Your task: Everything from the first line of the records below through the line containing "if removed >" is to be retyped exactly; leave out the rest.

Task data:
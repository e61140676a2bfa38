//! Utility functions for rate limiter

use super::limiter::RateLimiter;
use crate::utils::error::Result;
use std::sync::Arc;
use std::time::Duration;
use tokio::task::JoinHandle;
use tracing::{debug, warn};

impl RateLimiter {
    /// Remove windows that have ended for every configured rule
    pub fn cleanup(&self) -> Result<usize> {
        let removed = self
            .store
            .sweep(self.clock.now_ms(), self.max_window_ms)?;
        if removed > 0 {
            debug!(removed, remaining = self.store.len(), "Swept stale rate limit windows");
        }
        Ok(removed)
    }

    /// Start background cleanup task
    pub fn start_cleanup_task(self: Arc<Self>) -> JoinHandle<()> {
        let period = Duration::from_secs(self.cleanup_interval_secs.max(1));
        tokio::spawn(async move {
            let mut interval = tokio::time::interval(period);
            loop {
                interval.tick().await;
                if let Err(e) = self.cleanup() {
                    warn!("Rate limit cleanup failed: {}", e);
                }
            }
        })
    }

    /// Check if rate limiting is enabled
    pub fn is_enabled(&self) -> bool {
        self.enabled
    }

    /// Names of the configured rules in evaluation order
    pub fn rule_names(&self) -> Vec<&str> {
        self.rules.iter().map(|rule| rule.name.as_str()).collect()
    }

    /// Number of live (dimension, key) windows
    pub fn tracked_keys(&self) -> usize {
        self.store.len()
    }
}
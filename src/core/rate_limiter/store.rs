//! Window counter storage

use super::types::{WindowKey, WindowState};
use crate::utils::error::Result;
use dashmap::DashMap;
use dashmap::mapref::entry::Entry;
use std::fmt::Debug;

/// Per-key counter storage shared by every request
///
/// Implementations must make `compare_and_swap` atomic for a single key
/// without serializing unrelated keys.
pub trait WindowStore: Send + Sync + Debug {
    fn get(&self, key: &WindowKey) -> Result<Option<WindowState>>;

    fn set(&self, key: WindowKey, state: WindowState) -> Result<()>;

    /// Replace the state for `key` only if it still equals `expected`
    /// (`None` meaning absent). Returns whether the swap happened.
    fn compare_and_swap(
        &self,
        key: &WindowKey,
        expected: Option<WindowState>,
        new: WindowState,
    ) -> Result<bool>;

    /// Drop entries whose window started at least `max_window_ms` before `now_ms`
    fn sweep(&self, now_ms: u64, max_window_ms: u64) -> Result<usize>;

    fn len(&self) -> usize;

    fn is_empty(&self) -> bool {
        self.len() == 0
    }
}

/// Sharded in-process store
#[derive(Debug, Default)]
pub struct InMemoryWindowStore {
    entries: DashMap<WindowKey, WindowState>,
}

impl InMemoryWindowStore {
    pub fn new() -> Self {
        Self::default()
    }
}

impl WindowStore for InMemoryWindowStore {
    fn get(&self, key: &WindowKey) -> Result<Option<WindowState>> {
        Ok(self.entries.get(key).map(|entry| *entry.value()))
    }

    fn set(&self, key: WindowKey, state: WindowState) -> Result<()> {
        self.entries.insert(key, state);
        Ok(())
    }

    fn compare_and_swap(
        &self,
        key: &WindowKey,
        expected: Option<WindowState>,
        new: WindowState,
    ) -> Result<bool> {
        // The entry guard holds the shard lock for this key only
        match self.entries.entry(key.clone()) {
            Entry::Occupied(mut occupied) => {
                if expected == Some(*occupied.get()) {
                    occupied.insert(new);
                    Ok(true)
                } else {
                    Ok(false)
                }
            }
            Entry::Vacant(vacant) => {
                if expected.is_none() {
                    vacant.insert(new);
                    Ok(true)
                } else {
                    Ok(false)
                }
            }
        }
    }

    fn sweep(&self, now_ms: u64, max_window_ms: u64) -> Result<usize> {
        let before = self.entries.len();
        self.entries
            .retain(|_, state| now_ms.saturating_sub(state.window_start) < max_window_ms);
        Ok(before.saturating_sub(self.entries.len()))
    }

    fn len(&self) -> usize {
        self.entries.len()
    }
}
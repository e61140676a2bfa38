//! Execution engines
//!
//! One [`Executor`] per [`FunctionType`](crate::core::registry::FunctionType).
//! The engines themselves run elsewhere; implementations here only forward
//! invocations and translate what comes back.

mod http;
mod placeholder;
mod set;
mod types;


pub use http::HttpExecutor;
pub use placeholder::PlaceholderExecutor;
pub use set::{ExecutorSet, ExecutorSlot};
pub use types::{ExecutorError, ExecutorOutput, Invocation};

use async_trait::async_trait;
use std::fmt::Debug;

/// Runs one invocation of a function
#[async_trait]
pub trait Executor: Send + Sync + Debug {
    /// Reported as `_meta.executedWith` when the output does not name a runtime
    fn name(&self) -> &str;

    async fn execute(&self, invocation: Invocation<'_>) -> Result<ExecutorOutput, ExecutorError>;
}
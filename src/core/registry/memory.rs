//! In-process registry seeded from configuration

use super::{FunctionDescriptor, FunctionRegistry};
use crate::config::models::FunctionEntry;
use crate::utils::error::Result;
use async_trait::async_trait;
use dashmap::DashMap;
use tracing::debug;

/// Registry holding descriptors under both `id` (latest) and `id@version`
#[derive(Debug, Default)]
pub struct InMemoryRegistry {
    descriptors: DashMap<String, FunctionDescriptor>,
    sources: DashMap<String, String>,
}

impl InMemoryRegistry {
    pub fn new() -> Self {
        Self::default()
    }

    /// Build a registry from configured entries, in order
    pub fn from_entries(entries: &[FunctionEntry]) -> Self {
        let registry = Self::new();
        for entry in entries {
            registry.register(entry.descriptor.clone(), entry.source.clone());
        }
        registry
    }

    /// Register a version and make it the latest
    pub fn register(&self, descriptor: FunctionDescriptor, source: Option<String>) {
        let latest = storage_key(&descriptor.id, None);
        self.insert(latest, descriptor.clone(), source.clone());
        self.register_version(descriptor, source);
    }

    /// Register a version without touching the latest pointer
    pub fn register_version(&self, descriptor: FunctionDescriptor, source: Option<String>) {
        let key = storage_key(&descriptor.id, Some(&descriptor.version));
        debug!(function = %key, "Registering function");
        self.insert(key, descriptor, source);
    }

    pub fn len(&self) -> usize {
        self.descriptors
            .iter()
            .filter(|entry| entry.key().contains('@'))
            .count()
    }

    pub fn is_empty(&self) -> bool {
        self.descriptors.is_empty()
    }

    fn insert(&self, key: String, descriptor: FunctionDescriptor, source: Option<String>) {
        match source {
            Some(source) => {
                self.sources.insert(key.clone(), source);
            }
            None => {
                self.sources.remove(&key);
            }
        }
        self.descriptors.insert(key, descriptor);
    }
}

#[async_trait]
impl FunctionRegistry for InMemoryRegistry {
    async fn get(&self, id: &str, version: Option<&str>) -> Result<Option<FunctionDescriptor>> {
        Ok(self
            .descriptors
            .get(&storage_key(id, version))
            .map(|entry| entry.value().clone()))
    }

    async fn get_source(&self, id: &str, version: Option<&str>) -> Result<Option<String>> {
        Ok(self
            .sources
            .get(&storage_key(id, version))
            .map(|entry| entry.value().clone()))
    }
}

fn storage_key(id: &str, version: Option<&str>) -> String {
    match version {
        Some(version) if !version.is_empty() => format!("{}@{}", id, version),
        _ => id.to_string(),
    }
}
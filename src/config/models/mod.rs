//! Configuration data models
//!
//! This module defines all configuration structures used throughout the gateway.

#![allow(missing_docs)]

pub mod dispatcher;
pub mod executor;
pub mod function;
pub mod gateway;
pub mod logging;
pub mod rate_limit;
pub mod server;

// Re-export all configuration types
pub use dispatcher::*;
pub use executor::*;
pub use function::*;
pub use gateway::*;
pub use logging::*;
pub use rate_limit::*;
pub use server::*;

/// Default values for configuration
pub fn default_host() -> String {
    "0.0.0.0".to_string()
}

/// Default server port
pub fn default_port() -> u16 {
    8000
}

/// Default request timeout in seconds
pub fn default_timeout() -> u64 {
    30
}

/// Default maximum body size in bytes
pub fn default_max_body_size() -> usize {
    10 * 1024 * 1024 // 10MB
}

pub fn default_true() -> bool {
    true
}

/// Default fixed window for the `ip` dimension
pub fn default_window_ms() -> u64 {
    60_000
}

pub fn default_max_requests() -> u64 {
    100
}

pub fn default_cleanup_interval_secs() -> u64 {
    60
}

pub fn default_bypass_paths() -> Vec<String> {
    vec!["/health".to_string()]
}

/// Default platform execution timeout
pub fn default_execution_timeout_ms() -> u64 {
    30_000
}

/// Upper bound a function descriptor may request
pub fn default_max_execution_timeout_ms() -> u64 {
    300_000
}

pub fn default_function_path_prefix() -> String {
    "/functions".to_string()
}

pub fn default_log_level() -> String {
    "info".to_string()
}
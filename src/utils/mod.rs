//! Utility modules for the gateway
//!
//! - **error**: Error types and their HTTP rendering
//! - **logging**: Tracing subscriber setup

pub mod error;
pub mod logging;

Written response:
repository e61140676a2bfa38
//! Utility functions for rate limiter

use super::limiter::RateLimiter;
use crate::utils::error::Result;
use std::sync::Arc;
use std::time::Duration;
use tokio::task::JoinHandle;
use tracing::{debug, warn};

impl RateLimiter {
    /// Remove windows that have ended for every configured rule
    pub fn cleanup(&self) -> Result<usize> {
        let removed = self
            .store
            .sweep(self.clock.now_ms(), self.max_window_ms)?;
        if removed > 0 {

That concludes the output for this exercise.